It all started for me in the eighties with my mum's percolator and pre-ground coffee. The aromas that thing gave out filled the house. I've been drinking too much of the stuff ever since. I only invested heavily though in the early 2000s, with a Gaggia Baby Twin and a Kitchen Aid grinder, which was soon replaced with a Mazzer Mini. Around about 2008 I bought an Alex Duetto and soon replaced the mini with an Elektra Nino. I gave up on espresso in about 2013, switching to pour over, and replaced the Nino with an EK43S in 2020 (I started the year with the intention of downsizing my grinder!). I've just started to dabble in espresso again with the acquisition of a La Pavoni.


----------



## BaristaofBards (Jul 24, 2020)

Do you do any cappuccinos with the la pavoni?


----------



## Northern_Monkey (Sep 11, 2018)

At uni doing my undergrad in about 2006, got an Alessi Inka cafetière as a moving out present (still have it actually) and a tiny one cup Moka pot off an Italian mate from my bar job.

Whittards of Chelsea monsoon malabar and Tesco preground French roast. Coffee so dark that a chain smoking Frenchman from the 1970s would still be able to taste it... Thought I was so refined! 😂

Got married 5 years ago, realised our John Lewis voucher was about to run out a couple of years after that and I fancied a coffee machine. Saw their range in person and how plasticy they all felt, then found the forum and promptly bought a used old Gaggia Classic instead of a delonghi or Sage.

No regrets as it has been a lot of fun, but I have had and sold a lot of bits in the past three ish years. Didn't expect to like the coffee and the tinkering so much! 😉


----------



## BaristaofBards (Jul 24, 2020)

And the John Lewis voucher was spent on some coffee paraphernalia I take it...


----------



## Northern_Monkey (Sep 11, 2018)

Jony said:


> Alex duetto 2 DB and Compak E5


 @Jony - Really, you don't ever do anything by halves! 😂

That is a monster starter set up...


----------



## Northern_Monkey (Sep 11, 2018)

@BaristaofBards - No actually, it was spent on nice towels & bedding.

Plus an IPod nano so I could use it while messing about with my kettlebells and not be too upset if I accidentally dropped a 32kg one on top of it.


----------



## BaristaofBards (Jul 24, 2020)

Money well spent all round!


----------



## DRAXXMENVONE (Jun 19, 2018)

Was so happy with my £30 Delonghi!

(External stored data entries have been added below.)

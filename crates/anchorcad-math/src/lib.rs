#![warn(missing_docs)]

//! Vector algebra for anchorcad.
//!
//! A deliberately small 3D vector type: enough to rotate, cross, measure
//! signed angles, and solve the rotation that aligns one direction with
//! another. Degenerate inputs (null, parallel, antiparallel vectors) are
//! reported as typed [`VectorError`]s so the alignment code can fall back
//! locally instead of producing NaNs.

mod error;
mod vector;

pub use error::VectorError;
pub use vector::{Vector, AXIS_X, AXIS_Y, AXIS_Z, ORIGIN};

use serde::{Deserialize, Serialize};

/// The nalgebra vector used for the actual arithmetic.
pub type Vec3 = nalgebra::Vector3<f64>;

/// Tolerances for approximate vector comparison.
///
/// Two components `a` and `b` are considered equal when
/// `|a - b| <= absolute + relative * |b|`.
#[derive(Debug, Clone, Copy, PartialEq, Serialize, Deserialize)]
#[serde(default)]
pub struct Tolerance {
    /// Relative tolerance, scaled by the magnitude of the reference component.
    pub relative: f64,
    /// Absolute tolerance floor.
    pub absolute: f64,
}

impl Tolerance {
    /// Default comparison tolerances (1e-5 relative, 1e-8 absolute).
    pub const DEFAULT: Self = Self {
        relative: 1e-5,
        absolute: 1e-8,
    };

    /// Check if `a` is close to the reference value `b`.
    pub fn is_close(&self, a: f64, b: f64) -> bool {
        (a - b).abs() <= self.absolute + self.relative * b.abs()
    }
}

impl Default for Tolerance {
    fn default() -> Self {
        Self::DEFAULT
    }
}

I was still using it at work until a year ago!


----------



## thawhat (Jul 29, 2020)

Started strong with a Barista Express. By all means not the best machine but it's a great start. Got it for £285 used on Ebay... what a steal!


----------



## Jony (Sep 8, 2017)

Northern_Monkey said:


> @Jony - Really, you don't ever do anything by halves! 😂
> 
> That is a monster starter set up...


 No point starting at the bottom, I knew what I wanted so got it plus my football bet came in so £900 went on those two😂plus few hundred more, then the Vesuvius I wanted new. Then all this Lever chat got the juices flowing, so stepped out of line and chose a Vostok.


----------



## LiquidLogic (Apr 16, 2020)

Interesting idea...
My coffee journey has looked like the below. I've always avoided instant as it's rancid!

Method:
French press > Aeropress > Moka > Gaggia Classic

Grinder:
Pre-ground > Bodum Bistro Burr > Niche

Beans:
Any pre-ground > Pact "fresh" pre-ground > Taylor's whole beans & occasional fresh roasted beans > exclusively fresh roasted beans.

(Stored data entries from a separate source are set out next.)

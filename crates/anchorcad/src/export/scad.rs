//! OpenSCAD source export.
//!
//! Emits one statement per body node. Composition, transform and color
//! nodes open a block holding their children in order:
//!
//! ```text
//! difference() {
//!     cylinder(h = 7.5, d1 = 15, d2 = 15, center = false);
//!     translate(v = [0, 0, 1]) {
//!         sphere(d = 2);
//!     }
//! }
//! ```
//!
//! Nothing is written to disk and no `$fn` header is emitted.

use std::fmt::{self, Write};

use anchorcad_ir::{BooleanOp, Body, Primitive, Renderer, Rgba, RotationAngle, Transform, Vec3};
use serde::{Deserialize, Serialize};

/// Formatting options for [`ScadRenderer`].
#[derive(Debug, Clone, Copy, PartialEq, Eq, Serialize, Deserialize)]
#[serde(default)]
pub struct ScadOptions {
    /// Spaces per nesting level.
    pub indent: usize,
}

impl Default for ScadOptions {
    fn default() -> Self {
        Self { indent: 4 }
    }
}

/// Renders a body expression as OpenSCAD source text.
#[derive(Debug, Clone, Copy, Default)]
pub struct ScadRenderer {
    options: ScadOptions,
}

impl ScadRenderer {
    /// Create a renderer with the given options.
    pub fn new(options: ScadOptions) -> Self {
        Self { options }
    }

    fn write_body(&self, out: &mut String, body: &Body, depth: usize) -> fmt::Result {
        let pad = " ".repeat(depth * self.options.indent);
        match body {
            Body::Primitive { primitive } => {
                writeln!(out, "{pad}{};", primitive_call(primitive))
            }
            Body::Composition { operator, operands } => {
                let name = match operator {
                    BooleanOp::Union => "union",
                    BooleanOp::Difference => "difference",
                    BooleanOp::Intersection => "intersection",
                };
                writeln!(out, "{pad}{name}() {{")?;
                for operand in operands {
                    self.write_body(out, operand, depth + 1)?;
                }
                writeln!(out, "{pad}}}")
            }
            Body::Transform { transform, child } => {
                writeln!(out, "{pad}{} {{", transform_call(transform))?;
                self.write_body(out, child, depth + 1)?;
                writeln!(out, "{pad}}}")
            }
            Body::Color { rgba, child } => {
                let Rgba { r, g, b, a } = rgba;
                writeln!(out, "{pad}color(c = [{r}, {g}, {b}, {a}]) {{")?;
                self.write_body(out, child, depth + 1)?;
                writeln!(out, "{pad}}}")
            }
        }
    }
}

impl Renderer for ScadRenderer {
    type Output = String;
    type Error = fmt::Error;

    fn render(&self, body: &Body) -> Result<String, fmt::Error> {
        let mut out = String::new();
        self.write_body(&mut out, body, 0)?;
        Ok(out)
    }
}

fn vec3(v: &Vec3) -> String {
    format!("[{}, {}, {}]", v.x, v.y, v.z)
}

fn primitive_call(primitive: &Primitive) -> String {
    match primitive {
        Primitive::Frustum {
            bottom_diameter,
            top_diameter,
            height,
            center,
            segments,
        } => {
            let segments = segments.map(|n| format!(", $fn = {n}")).unwrap_or_default();
            format!(
                "cylinder(h = {height}, d1 = {bottom_diameter}, d2 = {top_diameter}, center = {center}{segments})"
            )
        }
        Primitive::Sphere { diameter } => format!("sphere(d = {diameter})"),
    }
}

fn transform_call(transform: &Transform) -> String {
    match transform {
        Transform::Translate { offset } => format!("translate(v = {})", vec3(offset)),
        Transform::Rotate { angle, pole } => {
            let mut args = Vec::with_capacity(2);
            match angle {
                Some(RotationAngle::Single(a)) => args.push(format!("a = {a}")),
                Some(RotationAngle::Euler(angles)) => args.push(format!("a = {}", vec3(angles))),
                None => {}
            }
            if let Some(pole) = pole {
                args.push(format!("v = {}", vec3(pole)));
            }
            format!("rotate({})", args.join(", "))
        }
        Transform::Scale { factor } => format!("scale(v = {})", vec3(factor)),
    }
}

Sent from my SM-G973F using Tapatalk


----------



## BaristaofBards (Jul 24, 2020)

Jony said:


> No point starting at the bottom, I knew what I wanted so got it plus my football bet came in so £900 went on those two😂plus few hundred more


 What football result was it?


----------



## Jony (Sep 8, 2017)

Would have to go back and Check. Was 2017 or 2018 not sure why you ask


----------



## BaristaofBards (Jul 24, 2020)

Apologies for the intrusion. Thought it might be Wycombe getting promoted because who would have thought that


----------



## Garys (Dec 10, 2020)

Dualit 3 in one type with pre ground' I'm such a philistine that I think it's quite nice coffee but will be upgrading anyway so I can discover even better. Never been to a costa only have espresso after a meal in a restaurant, but like the idea of a hobby type thing.


----------